- **TASK INSTRUCTIONS**: Every line of the entries below that carries the string "break" should be copied.

** Opening RECORD SET block **

//! Tail 会话
//!
//! 文件监听（notify）和定时器两路信号都只做一件事：向容量为 1 的唤醒通道
//! `try_send`。会话任务独占 [`Tailer`]，串行执行 check，因此同一时刻最多只有
//! 一次读取；check 进行中到达的多次触发合并为之后的一次 check。

use std::ffi::OsString;
use std::path::{Path, PathBuf};
use std::sync::atomic::{AtomicU64, Ordering};
use std::sync::Arc;
use std::time::Duration;

use notify::{EventKind, RecommendedWatcher, RecursiveMode, Watcher};
use parking_lot::Mutex;
use tokio::sync::{mpsc, oneshot};
use tokio::task::JoinHandle;
use tokio::time::{interval_at, Instant, MissedTickBehavior};

use super::{Tailer, TailObserver};
use crate::error::Result;

/// 双路触发：文件监听 + 定时器
///
/// drop 时同时注销监听并取消定时器。
pub struct ChangeTrigger {
    watcher: Option<RecommendedWatcher>,
    timer: Option<JoinHandle<()>>,
    wake_tx: mpsc::Sender<()>,
}

impl ChangeTrigger {
    /// 注册监听和定时器
    ///
    /// 监听父目录而非文件本身，这样 rename / 重建也能收到通知。
    fn register(path: &Path, period: Duration, wake_tx: mpsc::Sender<()>) -> Result<Self> {
        let file_name: Option<OsString> = path.file_name().map(|n| n.to_os_string());
        let watch_dir = path.parent().unwrap_or(path);

        let tx = wake_tx.clone();
        let mut watcher = notify::recommended_watcher(move |res: notify::Result<notify::Event>| {
            match res {
                Ok(event) => {
                    if matches!(event.kind, EventKind::Access(_)) {
                        return;
                    }
                    let relevant = event
                        .paths
                        .iter()
                        .any(|p| p.file_name().map(|n| n.to_os_string()) == file_name);
                    if relevant {
                        // 通道已满说明已有一次 check 在排队
                        let _ = tx.try_send(());
                    }
                }
                Err(e) => {
                    tracing::warn!("⚠️ File watch error: {}", e);
                }
            }
        })?;
        watcher.watch(watch_dir, RecursiveMode::NonRecursive)?;

        let period = period.max(Duration::from_millis(1));
        let tx = wake_tx.clone();
        let timer = tokio::spawn(async move {
            let mut ticker = interval_at(Instant::now() + period, period);
            ticker.set_missed_tick_behavior(MissedTickBehavior::Skip);
            loop {
                ticker.tick().await;
                if let Err(mpsc::error::TrySendError::Closed(_)) = tx.try_send(()) {
                    break;
                }
            }
        });

        Ok(Self {
            watcher: Some(watcher),
            timer: Some(timer),
            wake_tx,
        })
    }

    /// 手动触发一次 check（外部通知）
    pub fn fire(&self) {
        let _ = self.wake_tx.try_send(());
    }

    fn cancel(&mut self) {
        // drop watcher 即注销监听，回调不会再触发
        self.watcher.take();
        if let Some(timer) = self.timer.take() {
            timer.abort();
        }
    }
}

impl Drop for ChangeTrigger {
    fn drop(&mut self) {
        self.cancel();
    }
}

/// 活跃的 tail 会话
pub struct TailSession {
    path: PathBuf,
    trigger: Option<ChangeTrigger>,
    shutdown: Option<oneshot::Sender<()>>,
    /// 停止标记；check 全程持有此锁
    stopped: Arc<Mutex<bool>>,
    offset: Arc<AtomicU64>,
}

impl TailSession {
    /// 启动会话（需在 tokio runtime 内调用）
    ///
    /// 文件不存在返回 `FileNotFound`，监听注册失败返回 `WatcherSetup`；
    /// 失败时不会留下任何触发器。
    pub fn start(
        path: &Path,
        update_interval: Duration,
        observer: Arc<dyn TailObserver>,
    ) -> Result<Self> {
        let tailer = Tailer::open(path)?;
        let path = tailer.path().to_path_buf();
        let offset = Arc::new(AtomicU64::new(tailer.offset()));

        let (wake_tx, wake_rx) = mpsc::channel::<()>(1);
        let requeue = wake_tx.downgrade();
        let trigger = ChangeTrigger::register(&path, update_interval, wake_tx)?;

        let (shutdown_tx, shutdown_rx) = oneshot::channel();
        let stopped = Arc::new(Mutex::new(false));

        tokio::spawn(run_checks(
            tailer,
            wake_rx,
            requeue,
            shutdown_rx,
            observer,
            stopped.clone(),
            offset.clone(),
        ));

        tracing::info!(
            "👁️ 开始监控日志文件: {:?} (offset={}, interval={:?})",
            path,
            offset.load(Ordering::Relaxed),
            update_interval
        );

        Ok(Self {
            path,
            trigger: Some(trigger),
            shutdown: Some(shutdown_tx),
            stopped,
            offset,
        })
    }

    pub fn path(&self) -> &Path {
        &self.path
    }

    /// 最近一次 check 完成后的偏移量
    pub fn offset(&self) -> u64 {
        self.offset.load(Ordering::Acquire)
    }

    /// 请求一次 check；已有排队的 check 时合并
    pub fn trigger(&self) {
        if let Some(trigger) = &self.trigger {
            trigger.fire();
        }
    }

    /// 停止会话
    ///
    /// 正在执行的 check 会先完成（其事件照常投递）；返回后不会再开始新的 check。
    pub fn stop(&mut self) {
        *self.stopped.lock() = true;
        self.trigger.take();
        if let Some(shutdown) = self.shutdown.take() {
            let _ = shutdown.send(());
        }
    }
}

impl Drop for TailSession {
    fn drop(&mut self) {
        self.stop();
    }
}

/// 会话任务：串行执行 check
async fn run_checks(
    mut tailer: Tailer,
    mut wake_rx: mpsc::Receiver<()>,
    requeue: mpsc::WeakSender<()>,
    mut shutdown_rx: oneshot::Receiver<()>,
    observer: Arc<dyn TailObserver>,
    stopped: Arc<Mutex<bool>>,
    offset: Arc<AtomicU64>,
) {
    loop {
        tokio::select! {
            biased;
            _ = &mut shutdown_rx => break,
            woke = wake_rx.recv() => {
                if woke.is_none() {
                    break;
                }
            }
        }

        let gate = stopped.clone();
        let result = tokio::task::spawn_blocking(move || {
            let stopped = gate.lock();
            if *stopped {
                return (tailer, None);
            }
            let events = tailer.check();
            (tailer, Some(events))
        })
        .await;

        match result {
            Ok((t, Some(events))) => {
                tailer = t;
                offset.store(tailer.offset(), Ordering::Release);
                for event in events {
                    event.dispatch(observer.as_ref());
                }
                // 单次读取未读完，排队继续
                if tailer.has_backlog() {
                    if let Some(tx) = requeue.upgrade() {
                        let _ = tx.try_send(());
                    }
                }
            }
            Ok((_, None)) => break,
            Err(e) => {
                tracing::error!("check task failed: {}", e);
                break;
            }
        }
    }

    tracing::debug!(
        "Tail session task exited (offset={})",
        offset.load(Ordering::Relaxed)
    );
}
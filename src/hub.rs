//! 广播中心
//!
//! 维护查看者连接列表，将文本推送给所有处于 Open 状态的连接。
//! 单个连接发送失败不影响其他连接，也不会修改连接列表；
//! 连接只能通过 [`BroadcastHub::unregister`] 移除。

use std::collections::HashMap;
use std::sync::Arc;

use parking_lot::RwLock;
use tokio::sync::mpsc;
use tokio::sync::mpsc::error::TrySendError;

use crate::protocol::welcome_message;

/// 连接 ID
pub type ConnId = u64;

/// 消息发送通道（连接的出站队列）
pub type MessageSender = mpsc::Sender<String>;

/// 连接状态
#[derive(Debug, Clone, Copy, PartialEq, Eq)]
pub enum ConnState {
    /// 正常收发
    Open,
    /// 已收到关闭帧，等待注销
    Closing,
    /// 传输层已断开，等待注销
    Closed,
}

struct Connection {
    sender: MessageSender,
    state: ConnState,
}

/// 广播中心
pub struct BroadcastHub {
    /// 连接：ConnId → 出站队列 + 状态
    connections: RwLock<HashMap<ConnId, Connection>>,
    /// 下一个连接 ID
    next_conn_id: RwLock<ConnId>,
}

impl BroadcastHub {
    pub fn new() -> Arc<Self> {
        Arc::new(Self::default())
    }

    /// 注册新连接并发送欢迎消息，返回连接 ID
    ///
    /// 欢迎消息在加入列表前入队，之后的广播一定排在它后面；不发送历史内容。
    pub fn register(&self, sender: MessageSender, file_name: &str) -> ConnId {
        let conn_id = {
            let mut next_id = self.next_conn_id.write();
            let id = *next_id;
            *next_id += 1;
            id
        };

        let mut connections = self.connections.write();
        if let Err(e) = sender.try_send(welcome_message(file_name)) {
            tracing::debug!("📡 Welcome not delivered: conn_id={}, {}", conn_id, e);
        }
        connections.insert(
            conn_id,
            Connection {
                sender,
                state: ConnState::Open,
            },
        );

        tracing::debug!("📡 Connection registered: conn_id={}", conn_id);
        conn_id
    }

    /// 注销连接；重复注销是 no-op，返回是否确有移除
    pub fn unregister(&self, conn_id: ConnId) -> bool {
        let removed = self.connections.write().remove(&conn_id).is_some();
        if removed {
            tracing::debug!("📡 Connection unregistered: conn_id={}", conn_id);
        }
        removed
    }

    /// 标记连接正在关闭（收到关闭帧）
    pub fn mark_closing(&self, conn_id: ConnId) {
        self.transition(conn_id, ConnState::Closing);
    }

    /// 标记连接已断开
    pub fn mark_closed(&self, conn_id: ConnId) {
        self.transition(conn_id, ConnState::Closed);
    }

    fn transition(&self, conn_id: ConnId, to: ConnState) {
        if let Some(conn) = self.connections.write().get_mut(&conn_id) {
            // 状态只前进：Open → Closing → Closed
            let allowed = matches!(
                (conn.state, to),
                (ConnState::Open, ConnState::Closing)
                    | (ConnState::Open, ConnState::Closed)
                    | (ConnState::Closing, ConnState::Closed)
            );
            if allowed {
                conn.state = to;
            }
        }
    }

    /// 查询连接状态
    pub fn state(&self, conn_id: ConnId) -> Option<ConnState> {
        self.connections.read().get(&conn_id).map(|c| c.state)
    }

    /// 广播给所有 Open 连接（非阻塞，fire-and-forget）
    ///
    /// 返回成功入队的连接数，仅用于诊断。
    pub fn broadcast(&self, payload: &str) -> usize {
        let targets: Vec<(ConnId, MessageSender)> = {
            let connections = self.connections.read();
            connections
                .iter()
                .filter(|(_, conn)| conn.state == ConnState::Open)
                .map(|(id, conn)| (*id, conn.sender.clone()))
                .collect()
        };

        if targets.is_empty() {
            tracing::trace!("📡 No viewers connected, dropping {} bytes", payload.len());
            return 0;
        }

        tracing::trace!(
            "📡 Broadcasting {} bytes to {} viewers",
            payload.len(),
            targets.len()
        );

        let mut delivered = 0;
        for (conn_id, sender) in targets {
            match sender.try_send(payload.to_string()) {
                Ok(()) => delivered += 1,
                Err(TrySendError::Full(_)) => {
                    tracing::warn!("📡 Channel full, dropping message: conn_id={}", conn_id);
                }
                Err(TrySendError::Closed(_)) => {
                    tracing::debug!("📡 Channel closed: conn_id={}", conn_id);
                }
            }
        }
        delivered
    }

    /// 当前连接数
    pub fn count(&self) -> usize {
        self.connections.read().len()
    }

    /// 检查是否有活跃连接
    pub fn has_connections(&self) -> bool {
        !self.connections.read().is_empty()
    }
}

impl Default for BroadcastHub {
    fn default() -> Self {
        Self {
            connections: RwLock::new(HashMap::new()),
            next_conn_id: RwLock::new(1),
        }
    }
}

** Closing RECORD SET block **

- **EXPECTED ANSWER**:
                    break;
            _ = &mut shutdown_rx => break,
                    break;
            Ok((_, None)) => break,
                break;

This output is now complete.